Il n’a pas vu le moindre museau de crocodile, mais il a été suivi d’arbre en arbre par un toucan, presque aussi bruyant en vol que le Concorde.
Les pirogues passent …
… et repassent toute la journée le long de mes coques : je suis mouillé juste sur la ligne Tombe – Tetemara.
Quand ils ne sont pas à l’école, les enfants égaient mes journées de leurs jeux et de leurs rires.
Comme dans toutes les îles, le passage de la goélette est un évènement.
Ici, elle s’appelle Kosco.
Les habitants de Tombe pagaient vers le quai de Tetemara.
Les habitants de Tombe descendent sur le quai.
Déchargement, chargement dans un désordre apparent où chacun d’y retrouve sans cri ni affolement.
Puis c’est le retour à la maison avec les précieuses marchandises commandées à Honiara.
Moins de deux heures plus tard, le Kosco repart.
Les dockers sont très efficaces, à moins qu’il ne s’agisse simplement de manutentionnaires non syndiqués !
Mardi 4 octobre
Je pars un peu avant 7 heures du matin, en route vers Noro ou peut être Munda.
A cet heure, le vent n’est pas encore levé : peut-être s’est-il couché tard hier ?
Passé 9 heures, le vent arrive avec un nuage noir.
A 11 heures, la pointe nord de l’île de Rendova est doublée et à 13 heures nous entrons dans lagon de Munda.
Les grains se succèdent et rendent la visibilité des fonds aléatoire. N’ayant pas de carte précise de l’entrée de Munda, la capitaine décide de continuer sur Noro.
Aux moteurs, j’emprunte le Lucas Channel puis le Diamond Narrows. Passage profond mais étroit.
Les gens qui me regardent passer et me salut du seuil de leur maison : si j’avais su, je me serai laver les bordés.
NORO
Après avoir cherché pendant une heure un endroit adapté pour un navire de ma classe, le capitaine me fait entrer dans le lagon au nord de Cutter Point.
La passe est franchie avec un chausse-pied. Le bas de mes dérives y laissent de la peinture sous-marine : la profondeur est suffisante mais pas la largeur !
Je suis face à une maison où beaucoup d’enfants viennent jouer dans l’eau après l’école.
C’est nettement plus bruyant qu’une cour de récréation une vieille des vacances.
Dès que le capitaine tourne la tête, ils se lancent à l’abordage par mes jupes et mes étraves.
En ville, Yves demande où les voiliers de passage jettent l’ancre : c'est face au marché.
Et le lendemain mes dérives raclent de nouveau le fond pour aller mouiller dans un autre lagon, au sud de Cutter Point cette fois.

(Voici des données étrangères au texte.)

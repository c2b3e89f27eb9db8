//! Session persistence backends.
//!
//! Loading is synchronous so a restored session is visible the moment the
//! client is constructed.

use crate::error::{ClientError, Result};
use crate::session::AuthSession;
use std::fs;
use std::io::ErrorKind;
use std::path::{Path, PathBuf};
use std::sync::Mutex;

/// Where a session survives between runs.
pub trait SessionPersistence: Send + Sync {
    /// Read the stored session, if any.
    ///
    /// # Errors
    ///
    /// Returns [`ClientError::SessionStorage`] if the store exists but cannot be read.
    fn load(&self) -> Result<Option<AuthSession>>;

    /// Replace the stored session.
    ///
    /// # Errors
    ///
    /// Returns [`ClientError::SessionStorage`] if the session cannot be written.
    fn save(&self, session: &AuthSession) -> Result<()>;

    /// Remove the stored session.
    ///
    /// # Errors
    ///
    /// Returns [`ClientError::SessionStorage`] if the session cannot be removed.
    fn clear(&self) -> Result<()>;
}

/// Keeps the session for the lifetime of the process only.
#[derive(Debug, Default)]
pub struct MemoryPersistence {
    session: Mutex<Option<AuthSession>>,
}

impl MemoryPersistence {
    /// Empty store.
    #[must_use]
    pub fn new() -> Self {
        Self::default()
    }

    /// Store pre-seeded with a session, as if restored from an earlier run.
    #[must_use]
    pub fn with_session(session: AuthSession) -> Self {
        Self {
            session: Mutex::new(Some(session)),
        }
    }

    fn slot(&self) -> Result<std::sync::MutexGuard<'_, Option<AuthSession>>> {
        self.session
            .lock()
            .map_err(|_| ClientError::SessionStorage("session lock poisoned".to_string()))
    }
}

impl SessionPersistence for MemoryPersistence {
    fn load(&self) -> Result<Option<AuthSession>> {
        Ok(self.slot()?.clone())
    }

    fn save(&self, session: &AuthSession) -> Result<()> {
        *self.slot()? = Some(session.clone());
        Ok(())
    }

    fn clear(&self) -> Result<()> {
        *self.slot()? = None;
        Ok(())
    }
}

/// Stores the session as JSON in a single file.
#[derive(Debug, Clone)]
pub struct FilePersistence {
    path: PathBuf,
}

impl FilePersistence {
    /// Persist to `path`. Parent directories are created on first save.
    #[must_use]
    pub fn new(path: impl Into<PathBuf>) -> Self {
        Self { path: path.into() }
    }

    /// File backing this store.
    #[must_use]
    pub fn path(&self) -> &Path {
        &self.path
    }

    fn storage_error(&self, action: &str, error: impl std::fmt::Display) -> ClientError {
        ClientError::SessionStorage(format!("{action} {}: {error}", self.path.display()))
    }
}

impl SessionPersistence for FilePersistence {
    fn load(&self) -> Result<Option<AuthSession>> {
        let contents = match fs::read_to_string(&self.path) {
            Ok(contents) => contents,
            Err(error) if error.kind() == ErrorKind::NotFound => return Ok(None),
            Err(error) => return Err(self.storage_error("read", error)),
        };

        if contents.trim().is_empty() {
            return Ok(None);
        }

        serde_json::from_str(&contents)
            .map(Some)
            .map_err(|error| self.storage_error("parse", error))
    }

    fn save(&self, session: &AuthSession) -> Result<()> {
        if let Some(parent) = self.path.parent().filter(|p| !p.as_os_str().is_empty()) {
            fs::create_dir_all(parent).map_err(|error| self.storage_error("create directory for", error))?;
        }

        let contents =
            serde_json::to_string_pretty(session).map_err(|error| self.storage_error("serialize", error))?;
        fs::write(&self.path, contents).map_err(|error| self.storage_error("write", error))
    }

    fn clear(&self) -> Result<()> {
        match fs::remove_file(&self.path) {
            Ok(()) => Ok(()),
            Err(error) if error.kind() == ErrorKind::NotFound => Ok(()),
            Err(error) => Err(self.storage_error("remove", error)),
        }
    }
}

Je suis donc mouillé face au marché.
Une grande partie des produits arrivent le matin par pirogues ou bateaux à moteur.
C’est ici aussi que se font les relais des bateau-taxi à voiture-taxi.
Bref, je vois beaucoup de monde passer.
Cutter Point, c’est le quai des grands navires.
Ces deux garçons observent avec attention le porte-conteneur. Ont-ils pris la décision d’être marins quand ils seront grands ?
La production forestière est transbordée ici sur les navires de commerce depuis des barges.
Noro est un port international important pour les Salomon.
Lundi 17 octobre
Au saut du lit ou presque, nous partons pour Gizo.
Deux semaines d’escales durant lesquelles le capitaine continue la finition de mes aménagements. Je pars de Noro avec la salle de bain tribord entièrement habillée du Formica acheté aux Vanuatu.
La remontée de Hathorn Sound se fait aux moteurs parmi les embarcations de toutes les tailles.
Les petits croisent derrière les grands et nous faisons de même.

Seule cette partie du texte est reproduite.